Examining bolocat

Just in case we were wondering, the V1 bolocat is completely inconsistent with a lognormal distribution, but is perfectly consistent (or... at least reasonably consistent...) with a power law distribution.

These plots show power-law fits (red) and lognormal fits (blue) to the data (black). It's pretty obvious that the lognormal is a bad fit, but in case you're unconvinced, the ks test for the "source flux" has a probability 1.6e-7, and it is the highest likelihood by 17 orders of magnitude out of the 4 flux types. By contrast, the simulations are on average (though not uniformly) more consistent with lognormal than powerlaw distributions:

Even in those examples where the KS test is slightly more favorable for the powerlaw distribution, the lognormal is a pretty good fit, and the failure points for the two distributions are in about the same place. The smoothness of the lognormal distribution is required to reproduce the observed distribution.

Note that the first 4 plots are for the whole BGPS survey. What about an individual field? For obvious reasons, I choose l30 again.

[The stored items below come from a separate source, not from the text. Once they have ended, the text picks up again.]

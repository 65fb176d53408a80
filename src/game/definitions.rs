//! Read-only content definitions
//!
//! Archetypes, waves, boss phases, attacks, weapons and upgrades. Everything in
//! here is loaded once at session start and never mutated afterwards.

use hashbrown::HashMap;
use serde::{Deserialize, Serialize};

use crate::game::constants::enemy;

/// Identifier of a spawnable kind
#[derive(Debug, Clone, Copy, PartialEq, Eq, Hash, PartialOrd, Ord, Serialize, Deserialize)]
pub struct ArchetypeId(pub u32);

impl std::fmt::Display for ArchetypeId {
    fn fmt(&self, f: &mut std::fmt::Formatter<'_>) -> std::fmt::Result {
        write!(f, "#{}", self.0)
    }
}

/// A registered spawnable template
#[derive(Debug, Clone, Serialize, Deserialize)]
pub struct Archetype {
    pub id: ArchetypeId,
    pub name: String,
    pub kind: ArchetypeKind,
}

#[derive(Debug, Clone, Serialize, Deserialize)]
#[serde(rename_all = "snake_case")]
pub enum ArchetypeKind {
    /// Hostile body (swarm units, summons and bosses)
    Enemy(EnemyTemplate),
    /// Projectile body fired by attacks and weapons
    Projectile(ProjectileTemplate),
}

/// Base stats of a hostile body before difficulty scaling
#[derive(Debug, Clone, Serialize, Deserialize)]
pub struct EnemyTemplate {
    pub max_health: f32,
    /// Contact damage per hit
    pub damage: f32,
    pub speed: f32,
    pub radius: f32,
    #[serde(default)]
    pub ranged: Option<RangedProfile>,
}

/// Ranged behavior for enemies that keep their distance and shoot
#[derive(Debug, Clone, Serialize, Deserialize)]
#[serde(default)]
pub struct RangedProfile {
    pub range: f32,
    /// Below this distance the enemy keeps closing in instead of firing
    pub min_range: f32,
    pub fire_interval: f32,
    pub projectile_speed: f32,
    pub damage: f32,
}

impl Default for RangedProfile {
    fn default() -> Self {
        Self {
            range: 8.0,
            min_range: 2.0,
            fire_interval: 2.0,
            projectile_speed: 5.0,
            damage: 10.0,
        }
    }
}

#[derive(Debug, Clone, Serialize, Deserialize)]
pub struct ProjectileTemplate {
    pub radius: f32,
    pub lifetime: f32,
}

impl Default for ProjectileTemplate {
    fn default() -> Self {
        Self {
            radius: 0.25,
            lifetime: enemy::PROJECTILE_LIFETIME,
        }
    }
}

/// Lookup table of every archetype known to a session
#[derive(Debug, Clone, Default)]
pub struct ArchetypeRegistry {
    archetypes: HashMap<ArchetypeId, Archetype>,
}

impl ArchetypeRegistry {
    pub fn new(archetypes: &[Archetype]) -> Self {
        Self {
            archetypes: archetypes.iter().map(|a| (a.id, a.clone())).collect(),
        }
    }

    pub fn get(&self, id: ArchetypeId) -> Option<&Archetype> {
        self.archetypes.get(&id)
    }

    /// Enemy template for `id`, if registered as an enemy
    pub fn enemy(&self, id: ArchetypeId) -> Option<&EnemyTemplate> {
        match self.archetypes.get(&id).map(|a| &a.kind) {
            Some(ArchetypeKind::Enemy(template)) => Some(template),
            _ => None,
        }
    }

    /// Projectile template for `id`, if registered as a projectile
    pub fn projectile(&self, id: ArchetypeId) -> Option<&ProjectileTemplate> {
        match self.archetypes.get(&id).map(|a| &a.kind) {
            Some(ArchetypeKind::Projectile(template)) => Some(template),
            _ => None,
        }
    }

    /// All enemy archetypes with their templates
    pub fn enemies(&self) -> impl Iterator<Item = (ArchetypeId, &EnemyTemplate)> {
        self.archetypes.values().filter_map(|a| match &a.kind {
            ArchetypeKind::Enemy(template) => Some((a.id, template)),
            ArchetypeKind::Projectile(_) => None,
        })
    }

    pub fn len(&self) -> usize {
        self.archetypes.len()
    }

    pub fn is_empty(&self) -> bool {
        self.archetypes.is_empty()
    }
}

/// A spawn wave, active within a window of elapsed minutes
#[derive(Debug, Clone, Serialize, Deserialize)]
pub struct WaveDefinition {
    pub name: String,
    pub start_minute: f32,
    /// Open-ended when absent
    #[serde(default)]
    pub end_minute: Option<f32>,
    pub archetypes: Vec<ArchetypeId>,
    pub spawn_weight: f32,
    #[serde(default = "one")]
    pub health_multiplier: f32,
    #[serde(default = "one")]
    pub damage_multiplier: f32,
}

impl WaveDefinition {
    /// Whether the window `[start_minute, end_minute]` contains `minutes`
    pub fn is_active_at(&self, minutes: f32) -> bool {
        self.start_minute <= minutes && self.end_minute.map_or(true, |end| minutes <= end)
    }
}

/// Boss attack kinds with their kind-specific parameters
#[derive(Debug, Clone, Copy, PartialEq, Serialize, Deserialize)]
#[serde(rename_all = "snake_case")]
pub enum AttackKind {
    /// Fan of `count` projectiles spread over `spread_deg` around the aim
    Projectile { speed: f32, count: u32, spread_deg: f32 },
    /// Locked-direction dash after a windup
    Charge { speed: f32, windup: f32, duration: f32 },
    /// Area impact after a warning delay
    Slam { radius: f32, delay: f32 },
    /// Ring of minions around the boss
    Summon { count: u32, radius: f32 },
}

impl AttackKind {
    pub fn label(&self) -> &'static str {
        match self {
            AttackKind::Projectile { .. } => "projectile",
            AttackKind::Charge { .. } => "charge",
            AttackKind::Slam { .. } => "slam",
            AttackKind::Summon { .. } => "summon",
        }
    }
}

#[derive(Debug, Clone, Serialize, Deserialize)]
pub struct AttackDefinition {
    pub name: String,
    pub kind: AttackKind,
    pub cooldown: f32,
    pub range: f32,
    #[serde(default = "one")]
    pub selection_weight: f32,
    pub damage: f32,
    /// Projectile archetype for `Projectile`, minion archetype for `Summon`
    #[serde(default)]
    pub archetype: Option<ArchetypeId>,
}

/// One boss configuration, active below its health threshold
#[derive(Debug, Clone, Serialize, Deserialize)]
pub struct BossPhase {
    /// Health fraction in `[0, 1]` at or below which this phase applies
    pub threshold: f32,
    #[serde(default)]
    pub attacks: Vec<AttackDefinition>,
    #[serde(default = "one")]
    pub speed_multiplier: f32,
    #[serde(default = "one")]
    pub damage_multiplier: f32,
    #[serde(default = "one")]
    pub cooldown_multiplier: f32,
}

#[derive(Debug, Clone, Serialize, Deserialize)]
pub struct BossDefinition {
    pub name: String,
    /// Enemy archetype providing the boss body and health
    pub archetype: ArchetypeId,
    pub move_speed: f32,
    /// The boss stops approaching once this close to its target
    pub preferred_distance: f32,
    pub phases: Vec<BossPhase>,
    /// Used when no phase matches, or when the matched phase has no attacks
    #[serde(default)]
    pub default_attacks: Vec<AttackDefinition>,
}

impl BossDefinition {
    /// Attacks for `phase`, falling back to the default set
    pub fn attacks_for(&self, phase: Option<usize>) -> &[AttackDefinition] {
        match phase.and_then(|index| self.phases.get(index)) {
            Some(p) if !p.attacks.is_empty() => &p.attacks,
            _ => &self.default_attacks,
        }
    }
}

/// Player weapon kinds
#[derive(Debug, Clone, Copy, PartialEq, Serialize, Deserialize)]
#[serde(rename_all = "snake_case")]
pub enum WeaponKind {
    /// Single projectile at the nearest target
    Projectile,
    /// Projectile that passes through `pierce` extra targets
    Piercing { pierce: u32 },
    /// Instant hit on the nearest target
    Area,
    /// Orbitals revolving around the owner with per-target contact cooldown
    Orbit { count: u32, angular_speed_deg: f32 },
}

#[derive(Debug, Clone, Serialize, Deserialize)]
pub struct WeaponDefinition {
    pub name: String,
    pub kind: WeaponKind,
    pub cooldown: f32,
    /// Targeting range, or orbit radius for `Orbit`
    pub range: f32,
    pub damage: f32,
    #[serde(default)]
    pub projectile_speed: f32,
    #[serde(default)]
    pub projectile: Option<ArchetypeId>,
}

#[derive(Debug, Clone, PartialEq, Serialize, Deserialize)]
#[serde(rename_all = "snake_case")]
pub enum UpgradeEffect {
    /// Adds to the owner's global damage multiplier
    DamageMultiplier(f32),
    /// Adds the named weapon to the owner's loadout
    AddWeapon(String),
    MaxHealth(f32),
    Heal(f32),
}

#[derive(Debug, Clone, Serialize, Deserialize)]
pub struct UpgradeDefinition {
    pub name: String,
    pub effect: UpgradeEffect,
}

fn one() -> f32 {
    1.0
}

#[cfg(test)]
mod tests {
    use super::*;

    fn wave(start: f32, end: Option<f32>) -> WaveDefinition {
        WaveDefinition {
            name: "w".into(),
            start_minute: start,
            end_minute: end,
            archetypes: vec![ArchetypeId(1)],
            spawn_weight: 1.0,
            health_multiplier: 1.0,
            damage_multiplier: 1.0,
        }
    }

    #[test]
    fn test_wave_window_inclusive() {
        let w = wave(1.0, Some(3.0));
        assert!(!w.is_active_at(0.99));
        assert!(w.is_active_at(1.0));
        assert!(w.is_active_at(3.0));
        assert!(!w.is_active_at(3.01));
    }

    #[test]
    fn test_wave_open_ended() {
        let w = wave(2.0, None);
        assert!(w.is_active_at(500.0));
        assert!(!w.is_active_at(1.0));
    }

    #[test]
    fn test_registry_kind_lookup() {
        let registry = ArchetypeRegistry::new(&[
            Archetype {
                id: ArchetypeId(1),
                name: "grunt".into(),
                kind: ArchetypeKind::Enemy(EnemyTemplate {
                    max_health: 10.0,
                    damage: 1.0,
                    speed: 1.0,
                    radius: 0.5,
                    ranged: None,
                }),
            },
            Archetype {
                id: ArchetypeId(2),
                name: "orb".into(),
                kind: ArchetypeKind::Projectile(ProjectileTemplate::default()),
            },
        ]);

        assert!(registry.enemy(ArchetypeId(1)).is_some());
        assert!(registry.enemy(ArchetypeId(2)).is_none());
        assert!(registry.projectile(ArchetypeId(2)).is_some());
        assert!(registry.get(ArchetypeId(3)).is_none());
        assert_eq!(registry.enemies().count(), 1);
    }

    #[test]
    fn test_boss_attacks_fall_back_to_default() {
        let attack = AttackDefinition {
            name: "volley".into(),
            kind: AttackKind::Projectile { speed: 8.0, count: 1, spread_deg: 30.0 },
            cooldown: 3.0,
            range: 10.0,
            selection_weight: 1.0,
            damage: 20.0,
            archetype: None,
        };
        let boss = BossDefinition {
            name: "b".into(),
            archetype: ArchetypeId(9),
            move_speed: 2.0,
            preferred_distance: 5.0,
            phases: vec![BossPhase {
                threshold: 1.0,
                attacks: vec![],
                speed_multiplier: 1.0,
                damage_multiplier: 1.0,
                cooldown_multiplier: 1.0,
            }],
            default_attacks: vec![attack],
        };

        assert_eq!(boss.attacks_for(Some(0)).len(), 1);
        assert_eq!(boss.attacks_for(None).len(), 1);
        assert_eq!(boss.attacks_for(Some(7)).len(), 1);
    }
}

This gets to be a little more interesting - apparently the "source flux" has a tendency to pick up the power-law distributed background structure, since it is consistent with a lognormal (but note that it is also consistent with a powerlaw! The ks test doesn't really say definitively which is better). Although the fits look bad at high flux, note that this is a log-log plot and therefore the difference in probability is rather small. What does this all indicate? It's not entirely clear whether individual fields are genuinely more lognormally-distributed or whether the number statistics are just worse. However, even the source flux is consistent with a power-law, while many realizations of the simulations are not. Therefore, we should perform the next logical test - add point sources drawn from a power-law distribution (and a log-normal distribution?) and see what bolocat retrieves. We can at least say now that the point source contribution cannot be ignored, since there is no power-law distribution that can reproduce the observed bolocat flux distribution.